Una domenica il micino trova la porta della camera di Riccardo semi aperta e, curioso come tutti i gatti, si intrufola in soggiorno. La madre sta rammendando alcuni capi di abbigliamento, quando Wish si presenta davanti a lei con una buffa espressione interrogativa: “Posso tenerti compagnia?”
“Che cosa ci fai qui?” chiede la madre incerta.
La sua originaria sorpresa viene ben presto soppiantata dalla curiosità per quell’essere tanto simpatico. Allunga allora una mano per accarezzare il gattino che le offre la schiena ingobbita e alza anche le zampe anteriori per in-contrare prima la carezza.
Wish sa come conquistare gli umani, quindi mette in atto la strategia “sofficeèilmiopancino”. Si corica e offre la pancia alle carezze umane che non tardano ad arrivare. Socchiude gli occhi e riempie la stanza di fusa talmente sonore che il padre si affaccia dalla cucina per investigare su quello strano rumore. Sorride, osservando benevolo la scena.

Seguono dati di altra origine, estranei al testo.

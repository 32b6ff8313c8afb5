#![cfg(feature = "reqwest")]

// std
use std::sync::Arc;
// crates.io
use httpmock::prelude::*;
use serde::Deserialize;
// self
use meli_sdk::{
	client::MeliClient,
	error::{ConfigError, Error, TransportError},
	http::{DecodedBody, ReqwestTransport, TransportConfig},
	url::Url,
};

const CLIENT_ID: &str = "1234567890";
const CLIENT_SECRET: &str = "client-secret";

fn build_client(server: &MockServer) -> MeliClient<ReqwestTransport> {
	let transport = ReqwestTransport::new(&TransportConfig::default())
		.expect("Default transport config should build a reqwest client.");

	MeliClient::new(Arc::new(transport), CLIENT_ID, CLIENT_SECRET)
		.expect("Client credentials fixture should be valid.")
		.with_api_root(Url::parse(&server.base_url()).expect("Mock server URL should parse."))
}

#[derive(Debug, Deserialize)]
struct User {
	id: u64,
	nickname: String,
}

#[tokio::test]
async fn get_sends_bearer_token_and_query_params() {
	let server = MockServer::start_async().await;
	let mock = server
		.mock_async(|when, then| {
			when.method(GET)
				.path("/users/me")
				.query_param("attributes", "id,nickname")
				.header("authorization", "Bearer APP_USR-access");
			then.status(200)
				.header("content-type", "application/json")
				.body("{\"id\":202593498,\"nickname\":\"TETE2870021\"}");
		})
		.await;
	let client = build_client(&server).with_tokens("APP_USR-access", None);
	let response = client
		.get("users/me", &[("attributes", "id,nickname")])
		.await
		.expect("GET against the mock server should succeed.");

	mock.assert_async().await;

	let user = response.json::<User>().expect("User payload should decode.");

	assert_eq!(user.id, 202_593_498);
	assert_eq!(user.nickname, "TETE2870021");
}

#[tokio::test]
async fn post_and_put_send_json_bodies() {
	let server = MockServer::start_async().await;
	let post = server
		.mock_async(|when, then| {
			when.method(POST)
				.path("/items")
				.header("content-type", "application/json")
				.body_includes("\"title\":\"Mate\"");
			then.status(201).header("content-type", "application/json").body("{\"id\":\"MLA1\"}");
		})
		.await;
	let put = server
		.mock_async(|when, then| {
			when.method(PUT).path("/items/MLA1").body_includes("\"price\":10");
			then.status(200).header("content-type", "application/json").body("{\"id\":\"MLA1\"}");
		})
		.await;
	let client = build_client(&server).with_tokens("APP_USR-access", None);
	let created = client
		.post("/items", &serde_json::json!({ "title": "Mate" }), &[])
		.await
		.expect("POST should succeed.");
	let updated = client
		.put("/items/MLA1", &serde_json::json!({ "price": 10 }), &[])
		.await
		.expect("PUT should succeed.");

	post.assert_async().await;
	put.assert_async().await;

	assert_eq!(created.status_code(), 201);
	assert!(updated.is_success());
}

#[tokio::test]
async fn delete_and_options_return_error_statuses_verbatim() {
	let server = MockServer::start_async().await;
	let delete = server
		.mock_async(|when, then| {
			when.method(DELETE).path("/questions/1");
			then.status(404).body("not found");
		})
		.await;
	let options = server
		.mock_async(|when, then| {
			when.method(OPTIONS).path("/items");
			then.status(204);
		})
		.await;
	let client = build_client(&server);
	let missing =
		client.delete("/questions/1", &[]).await.expect("DELETE should resolve to a response.");
	let preflight = client.options("/items", &[]).await.expect("OPTIONS should succeed.");

	delete.assert_async().await;
	options.assert_async().await;

	assert_eq!(missing.status_code(), 404);
	assert!(matches!(missing.decode(), DecodedBody::Raw { ref text, .. } if text == "not found"));
	assert_eq!(preflight.decode(), DecodedBody::Empty);
}

#[tokio::test]
async fn authorize_exchanges_code_and_refresh_rotates() {
	let server = MockServer::start_async().await;
	let exchange = server
		.mock_async(|when, then| {
			when.method(POST)
				.path("/oauth/token")
				.body_includes("grant_type=authorization_code")
				.body_includes("code=TG-code")
				.body_includes("redirect_uri=https%3A%2F%2Fapp.example.com%2Fcb");
			then.status(200).header("content-type", "application/json").body(
				"{\"access_token\":\"APP_USR-first\",\"token_type\":\"bearer\",\"expires_in\":21600,\"scope\":\"offline_access read\",\"user_id\":7,\"refresh_token\":\"TG-first\"}",
			);
		})
		.await;
	let refresh = server
		.mock_async(|when, then| {
			when.method(POST)
				.path("/oauth/token")
				.body_includes("grant_type=refresh_token")
				.body_includes("refresh_token=TG-first");
			then.status(200).header("content-type", "application/json").body(
				"{\"access_token\":\"APP_USR-second\",\"token_type\":\"bearer\",\"expires_in\":21600,\"refresh_token\":\"TG-second\"}",
			);
		})
		.await;
	let client = build_client(&server);
	let first = client
		.authorize("TG-code", Some("https://app.example.com/cb"))
		.await
		.expect("Authorization code exchange should succeed.");

	assert_eq!(first.access_token.expose(), "APP_USR-first");
	assert_eq!(first.user_id, Some(7));

	let second = client.refresh_access_token().await.expect("Refresh should succeed.");

	exchange.assert_calls_async(1).await;
	refresh.assert_calls_async(1).await;

	assert_eq!(second.access_token.expose(), "APP_USR-second");
	assert_eq!(client.refresh_token().as_ref().map(|secret| secret.expose()), Some("TG-second"));
}

#[tokio::test]
async fn token_endpoint_errors_are_classified() {
	let server = MockServer::start_async().await;
	let mock = server
		.mock_async(|when, then| {
			when.method(POST).path("/oauth/token");
			then.status(400).header("content-type", "application/json").body(
				"{\"message\":\"Error validating grant. Your authorization code or refresh token may be expired or it was already used\",\"error\":\"invalid_grant\",\"status\":400,\"cause\":[]}",
			);
		})
		.await;
	let client = build_client(&server);
	let err = client
		.authorize("TG-used", Some("https://app.example.com/cb"))
		.await
		.expect_err("Used authorization code should be rejected.");

	mock.assert_async().await;

	assert!(matches!(err, Error::InvalidGrant { .. }));
	assert!(client.access_token().is_none());
}

#[tokio::test]
async fn refresh_without_offline_access_never_reaches_the_server() {
	let server = MockServer::start_async().await;
	let mock = server
		.mock_async(|when, then| {
			when.method(POST).path("/oauth/token");
			then.status(200);
		})
		.await;
	let client = build_client(&server).with_tokens("APP_USR-access", None);
	let err = client.refresh_access_token().await.expect_err("Refresh should be refused.");

	assert!(matches!(err, Error::OfflineAccessNotAllowed));

	mock.assert_calls_async(0).await;
}

#[tokio::test]
async fn strict_decode_reports_the_failing_field() {
	let server = MockServer::start_async().await;
	let _mock = server
		.mock_async(|when, then| {
			when.method(GET).path("/users/me");
			then.status(200)
				.header("content-type", "application/json")
				.body("{\"id\":\"not-a-number\",\"nickname\":\"x\"}");
		})
		.await;
	let client = build_client(&server);
	let response = client.get("/users/me", &[]).await.expect("GET should succeed.");
	let err = response.json::<User>().expect_err("String id should fail strict decoding.");

	match err {
		Error::Decode { source, status } => {
			assert_eq!(status, 200);
			assert_eq!(source.path().to_string(), "id");
		},
		other => panic!("Unexpected error variant: {other:?}."),
	}
}

#[tokio::test]
async fn unreachable_host_surfaces_transport_errors() {
	let transport = ReqwestTransport::new(&TransportConfig::default().with_timeouts(2, 5))
		.expect("Transport config should build a reqwest client.");
	let client = MeliClient::new(Arc::new(transport), CLIENT_ID, CLIENT_SECRET)
		.expect("Client credentials fixture should be valid.")
		.with_api_root(Url::parse("http://127.0.0.1:9").expect("Discard port URL should parse."));
	let err = client.get("/sites", &[]).await.expect_err("Closed port should fail to connect.");

	assert!(matches!(
		err,
		Error::Transport(TransportError::Network { .. } | TransportError::Timeout { .. })
	));
}

#[test]
fn empty_credentials_are_rejected() {
	let transport = ReqwestTransport::new(&TransportConfig::default())
		.expect("Default transport config should build a reqwest client.");
	let transport = Arc::new(transport);

	assert!(matches!(
		MeliClient::new(transport.clone(), "", CLIENT_SECRET),
		Err(Error::Config(ConfigError::InvalidClientId))
	));
	assert!(matches!(
		MeliClient::new(transport, CLIENT_ID, ""),
		Err(Error::Config(ConfigError::InvalidClientSecret))
	));
}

“Se vuoi, puoi lasciare la porta della tua stanza aperta, così il micino ha più spazio per muoversi,” dichiara con noncuranza la madre quella sera. “Però il cibo e la cassetta dei bisogni devono restare dove sono.”
Riccardo è felice, come lo furono, da quel momento in poi, tutti i membri della famiglia.